Progressive Disclosure
Here’s a design principle that took me a while to appreciate: the agent doesn’t load the full skill upfront. It works in two phases:
Phase 1 — Discovery (~100 tokens): The agent reads the name and description of every available skill. This is cheap. For 20 skills, that’s ~2,000 tokens of metadata.
Phase 2 — Activation (<5,000 tokens): When the agent decides a skill is relevant (based on the description matching the user’s request), it loads the full SKILL.md. This is the full instruction set, but only for the activated skill.

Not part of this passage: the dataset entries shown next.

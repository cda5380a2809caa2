// Copyright (c) 2026 Graphcore Ltd. All rights reserved.

use serde_yaml::Value;
use tessel_resources::base::GetResource;
use tessel_resources::kernel::{DatatypePolicy, DatatypeProfile, Kernel};
use tessel_resources::types::{ResourceError, ResourceId};

fn parse(s: &str) -> Value {
    serde_yaml::from_str(s).unwrap()
}

const MATMUL: &str = "
name: linalg.matmul
datatypes:
  i8:
    efficiency: 0.73
    ops_per_core_per_cycle: 256
  bf16:
    efficiency: 0.5
  f32:
    ops_per_core_per_cycle: 8
  i32: {}
";

#[test]
fn fully_specified_stored_exactly() {
    let kernel =
        Kernel::from_description(Some(ResourceId(1)), &parse(MATMUL), DatatypePolicy::Tolerant)
            .unwrap();
    assert_eq!(kernel.name(), "linalg.matmul");
    assert_eq!(kernel.parent(), Some(ResourceId(1)));
    assert_eq!(kernel.profile("i8"), Some(DatatypeProfile::new(0.73, 256)));
    assert!(kernel.supports("i8"));
}

#[test]
fn partial_entries_become_sentinel() {
    let kernel =
        Kernel::from_description(None, &parse(MATMUL), DatatypePolicy::Tolerant).unwrap();
    assert_eq!(kernel.num_datatypes(), 4);
    for datatype in ["bf16", "f32", "i32"] {
        assert_eq!(kernel.profile(datatype), Some(DatatypeProfile::UNSUPPORTED));
        assert!(!kernel.supports(datatype));
    }
    assert_eq!(kernel.profile("f64"), None);
}

#[test]
fn strict_rejects_partial_entry() {
    let err = Kernel::from_description(None, &parse(MATMUL), DatatypePolicy::Strict).unwrap_err();
    // Datatypes are visited in document order, bf16 is the first partial one
    assert_eq!(
        err,
        ResourceError::UnsupportedDatatypeSpec {
            kernel: "linalg.matmul".to_string(),
            datatype: "bf16".to_string(),
        }
    );
}

#[test]
fn non_mapping_entry_skipped_when_tolerant() {
    let doc = parse("{name: k, datatypes: {i8: 3, i16: {efficiency: 1, ops_per_core_per_cycle: 4}}}");
    let kernel = Kernel::from_description(None, &doc, DatatypePolicy::Tolerant).unwrap();
    assert_eq!(kernel.num_datatypes(), 1);
    assert_eq!(kernel.profile("i16"), Some(DatatypeProfile::new(1.0, 4)));
}

#[test]
fn negative_ops_is_partial() {
    let doc = parse("{name: k, datatypes: {i8: {efficiency: 1, ops_per_core_per_cycle: -4}}}");
    let kernel = Kernel::from_description(None, &doc, DatatypePolicy::Tolerant).unwrap();
    assert_eq!(kernel.profile("i8"), Some(DatatypeProfile::UNSUPPORTED));
}

#[test]
#[should_panic(expected = "missing field 'name'")]
fn missing_name() {
    Kernel::from_description(None, &parse("{datatypes: {}}"), DatatypePolicy::Tolerant).unwrap();
}

#[test]
#[should_panic(expected = "missing field 'datatypes'")]
fn missing_datatypes() {
    Kernel::from_description(None, &parse("{name: k}"), DatatypePolicy::Tolerant).unwrap();
}

#[test]
fn push_datatype_policy() {
    let mut kernel = Kernel::new("k", None);
    kernel
        .push_datatype("i8", Some(0.25), Some(16), DatatypePolicy::Strict)
        .unwrap();
    kernel
        .push_datatype("i4", None, Some(16), DatatypePolicy::Tolerant)
        .unwrap();
    assert!(
        kernel
            .push_datatype("i2", Some(1.0), None, DatatypePolicy::Strict)
            .is_err()
    );

    let datatypes: Vec<&str> = kernel.datatypes().map(|(name, _)| name).collect();
    assert_eq!(datatypes, vec!["i4", "i8"]);
}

User says: "Can you review my deploy plan?"
Agent thinks:
→ Scans skill descriptions
→ "deploy-review" description mentions "deploying, releasing, pushing to prod"
→ Match! Load full SKILL.md
→ Now has focused deploy review instructions in context
This is why the description matters so much. A bad description means the skill never gets activated:
# Bad — too vague, model won't match it to user intent
description: "Helps with deployments."
# Good — includes trigger words and explains the capability
description: >
Reviews deployment plans for safety and correctness before
pushing to production. Use when the user mentions deploying,
releasing, shipping, or pushing to prod.
Supporting Files
For complex skills, the SKILL.md stays focused and references separate files for the heavy stuff:
# Deploy Review
## Detailed runbook
For the full production deployment runbook,
read `references/RUNBOOK.md`.
## Validation script
Run `scripts/check_deploy.sh` to perform automated checks
before the manual review.
The agent loads RUNBOOK.md only when it needs the detailed steps, not every time the skill activates. This keeps the token budget tight and avoids drowning the model in irrelevant detail.
Skills Across Agentic Harnesses
The Agent Skills specification is an open standard, which means the same SKILL.md file works across multiple tools. In practice, there are quirks. Let me walk through how skills integrate with three major agentic harnesses, using our deploy-review skill as the running example.
Claude Code
Claude Code has the most mature skills implementation. Skills live in a few places, in priority order:
~/.claude/skills/deploy-review/SKILL.md # Personal (all projects)
.claude/skills/deploy-review/SKILL.md # Project-level (this repo)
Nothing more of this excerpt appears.